» **Recorded information**

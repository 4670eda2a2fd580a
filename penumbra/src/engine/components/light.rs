use crate::core::Transform;
use crate::rendering::Shader;
use crate::rendering::lights::{Light, ShadowCameraTransform, ShadowInfo, ShadowSettings};
use crate::rendering::uniform::UniformValue;
use crate::utils::{attenuation_range, orthographic, perspective_lh, snap_down};
use nalgebra::{UnitQuaternion, Vector3};

/// Default edge length of the square a directional light's shadow covers.
pub const DEFAULT_SHADOW_AREA: f32 = 80.0;

/// Near plane of a spot light's shadow projection.
pub const SPOT_SHADOW_NEAR: f32 = 0.1;

/// Far plane of a spot light's shadow projection when its range is unbounded.
pub const SPOT_SHADOW_MAX_FAR: f32 = 1000.0;

/// `constant + linear * d + exponent * d²`
#[derive(Debug, Copy, Clone, PartialEq)]
pub struct Attenuation {
    pub constant: f32,
    pub linear: f32,
    pub exponent: f32,
}

impl Attenuation {
    pub const fn new(constant: f32, linear: f32, exponent: f32) -> Self {
        Attenuation {
            constant,
            linear,
            exponent,
        }
    }
}

impl Default for Attenuation {
    fn default() -> Self {
        Attenuation::new(0.0, 0.0, 1.0)
    }
}

/// What every light type carries.
struct LightBase {
    color: Vector3<f32>,
    intensity: f32,
    transform: Transform,
    shader: Box<dyn Shader>,
    shadow: Option<ShadowInfo>,
}

impl LightBase {
    fn new(shader: Box<dyn Shader>, color: Vector3<f32>, intensity: f32) -> Self {
        LightBase {
            color,
            intensity,
            transform: Transform::new(),
            shader,
            shadow: None,
        }
    }

    fn uniform(&self, name: &str) -> Option<UniformValue> {
        match name {
            "color" => Some(UniformValue::Vec3(self.color)),
            "intensity" => Some(UniformValue::Float(self.intensity)),
            _ => None,
        }
    }
}

macro_rules! light_accessors {
    () => {
        pub fn color(&self) -> Vector3<f32> {
            self.base.color
        }

        pub fn set_color(&mut self, color: Vector3<f32>) {
            self.base.color = color;
        }

        pub fn intensity(&self) -> f32 {
            self.base.intensity
        }

        pub fn transform_mut(&mut self) -> &mut Transform {
            &mut self.base.transform
        }
    };
}

/// A light infinitely far away, shining along its transform's forward axis.
pub struct DirectionalLight {
    base: LightBase,
    half_shadow_area: f32,
}

impl DirectionalLight {
    pub const SHADER: &'static str = "forward-directional";

    pub fn new(shader: Box<dyn Shader>, color: Vector3<f32>, intensity: f32) -> Self {
        DirectionalLight {
            base: LightBase::new(shader, color, intensity),
            half_shadow_area: DEFAULT_SHADOW_AREA / 2.0,
        }
    }

    /// Casts shadows over a `shadow_area` wide square centred in front of
    /// the main camera.
    pub fn with_shadows(mut self, settings: ShadowSettings, shadow_area: f32) -> Self {
        let h = shadow_area / 2.0;
        self.half_shadow_area = h;
        self.base.shadow = Some(ShadowInfo::new(
            orthographic(-h, h, -h, h, -h, h),
            true,
            settings,
        ));
        self
    }

    pub fn half_shadow_area(&self) -> f32 {
        self.half_shadow_area
    }

    pub fn direction(&self) -> Vector3<f32> {
        self.base.transform.forward()
    }

    light_accessors!();
}

impl Light for DirectionalLight {
    fn shader(&self) -> &dyn Shader {
        self.base.shader.as_ref()
    }

    fn transform(&self) -> &Transform {
        &self.base.transform
    }

    fn shadow_info(&self) -> Option<&ShadowInfo> {
        self.base.shadow.as_ref()
    }

    fn shadow_info_mut(&mut self) -> Option<&mut ShadowInfo> {
        self.base.shadow.as_mut()
    }

    /// Half the shadow area ahead of the main camera, moved in whole shadow
    /// texels so the map doesn't shimmer while the camera moves.
    fn shadow_camera_transform(
        &self,
        main_position: &Vector3<f32>,
        main_rotation: &UnitQuaternion<f32>,
    ) -> ShadowCameraTransform {
        let h = self.half_shadow_area;
        let rotation = self.base.transform.rotation();
        let position = main_position + main_rotation * Vector3::z() * h;

        let Some(shadow) = &self.base.shadow else {
            return ShadowCameraTransform { position, rotation };
        };

        let texel_size = (h * 2.0) / shadow.tier().resolution() as f32;
        let mut light_space = rotation.inverse() * position;
        light_space.x = snap_down(light_space.x, texel_size);
        light_space.y = snap_down(light_space.y, texel_size);

        ShadowCameraTransform {
            position: rotation * light_space,
            rotation,
        }
    }

    fn uniform(&self, name: &str) -> Option<UniformValue> {
        match name {
            "direction" => Some(UniformValue::Vec3(self.direction())),
            _ => self.base.uniform(name),
        }
    }
}

/// A light at a position, fading out with distance. Never casts shadows.
pub struct PointLight {
    base: LightBase,
    attenuation: Attenuation,
    range: f32,
}

impl PointLight {
    pub const SHADER: &'static str = "forward-point";

    pub fn new(
        shader: Box<dyn Shader>,
        color: Vector3<f32>,
        intensity: f32,
        attenuation: Attenuation,
    ) -> Self {
        let max_channel = color.x.max(color.y).max(color.z);
        let range = attenuation_range(
            attenuation.constant,
            attenuation.linear,
            attenuation.exponent,
            intensity,
            max_channel,
        );

        PointLight {
            base: LightBase::new(shader, color, intensity),
            attenuation,
            range,
        }
    }

    pub fn attenuation(&self) -> &Attenuation {
        &self.attenuation
    }

    /// Distance at which this light stops contributing a visible amount.
    pub fn range(&self) -> f32 {
        self.range
    }

    light_accessors!();

    fn point_uniform(&self, name: &str) -> Option<UniformValue> {
        let value = match name {
            "position" => UniformValue::Vec3(self.base.transform.position()),
            "range" => UniformValue::Float(self.range),
            "attenuationConstant" => UniformValue::Float(self.attenuation.constant),
            "attenuationLinear" => UniformValue::Float(self.attenuation.linear),
            "attenuationExponent" => UniformValue::Float(self.attenuation.exponent),
            _ => return self.base.uniform(name),
        };
        Some(value)
    }
}

impl Light for PointLight {
    fn shader(&self) -> &dyn Shader {
        self.base.shader.as_ref()
    }

    fn transform(&self) -> &Transform {
        &self.base.transform
    }

    fn uniform(&self, name: &str) -> Option<UniformValue> {
        self.point_uniform(name)
    }
}

/// A point light restricted to a cone around its forward axis.
pub struct SpotLight {
    point: PointLight,
    view_angle: f32,
    cutoff: f32,
}

impl SpotLight {
    pub const SHADER: &'static str = "forward-spot";

    /// `view_angle` is the full opening angle of the cone in radians.
    pub fn new(
        shader: Box<dyn Shader>,
        color: Vector3<f32>,
        intensity: f32,
        attenuation: Attenuation,
        view_angle: f32,
    ) -> Self {
        SpotLight {
            point: PointLight::new(shader, color, intensity, attenuation),
            view_angle,
            cutoff: (view_angle / 2.0).cos(),
        }
    }

    pub fn with_shadows(mut self, settings: ShadowSettings) -> Self {
        let far = self.point.range.min(SPOT_SHADOW_MAX_FAR);
        self.point.base.shadow = Some(ShadowInfo::new(
            perspective_lh(self.view_angle, 1.0, SPOT_SHADOW_NEAR, far),
            false,
            settings,
        ));
        self
    }

    pub fn view_angle(&self) -> f32 {
        self.view_angle
    }

    /// Cosine of half the view angle.
    pub fn cutoff(&self) -> f32 {
        self.cutoff
    }

    pub fn range(&self) -> f32 {
        self.point.range
    }

    pub fn direction(&self) -> Vector3<f32> {
        self.point.base.transform.forward()
    }

    pub fn transform_mut(&mut self) -> &mut Transform {
        self.point.transform_mut()
    }
}

impl Light for SpotLight {
    fn shader(&self) -> &dyn Shader {
        self.point.base.shader.as_ref()
    }

    fn transform(&self) -> &Transform {
        &self.point.base.transform
    }

    fn shadow_info(&self) -> Option<&ShadowInfo> {
        self.point.base.shadow.as_ref()
    }

    fn shadow_info_mut(&mut self) -> Option<&mut ShadowInfo> {
        self.point.base.shadow.as_mut()
    }

    fn uniform(&self, name: &str) -> Option<UniformValue> {
        match name {
            "direction" => Some(UniformValue::Vec3(self.direction())),
            "cutoff" => Some(UniformValue::Float(self.cutoff)),
            _ => self.point.point_uniform(name),
        }
    }
}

» **What you are asked to do**
What lines of the listing contain the word "square"? Copy them all.

» **Exercise result**
/// Default edge length of the square a directional light's shadow covers.
    /// Casts shadows over a `shadow_area` wide square centred in front of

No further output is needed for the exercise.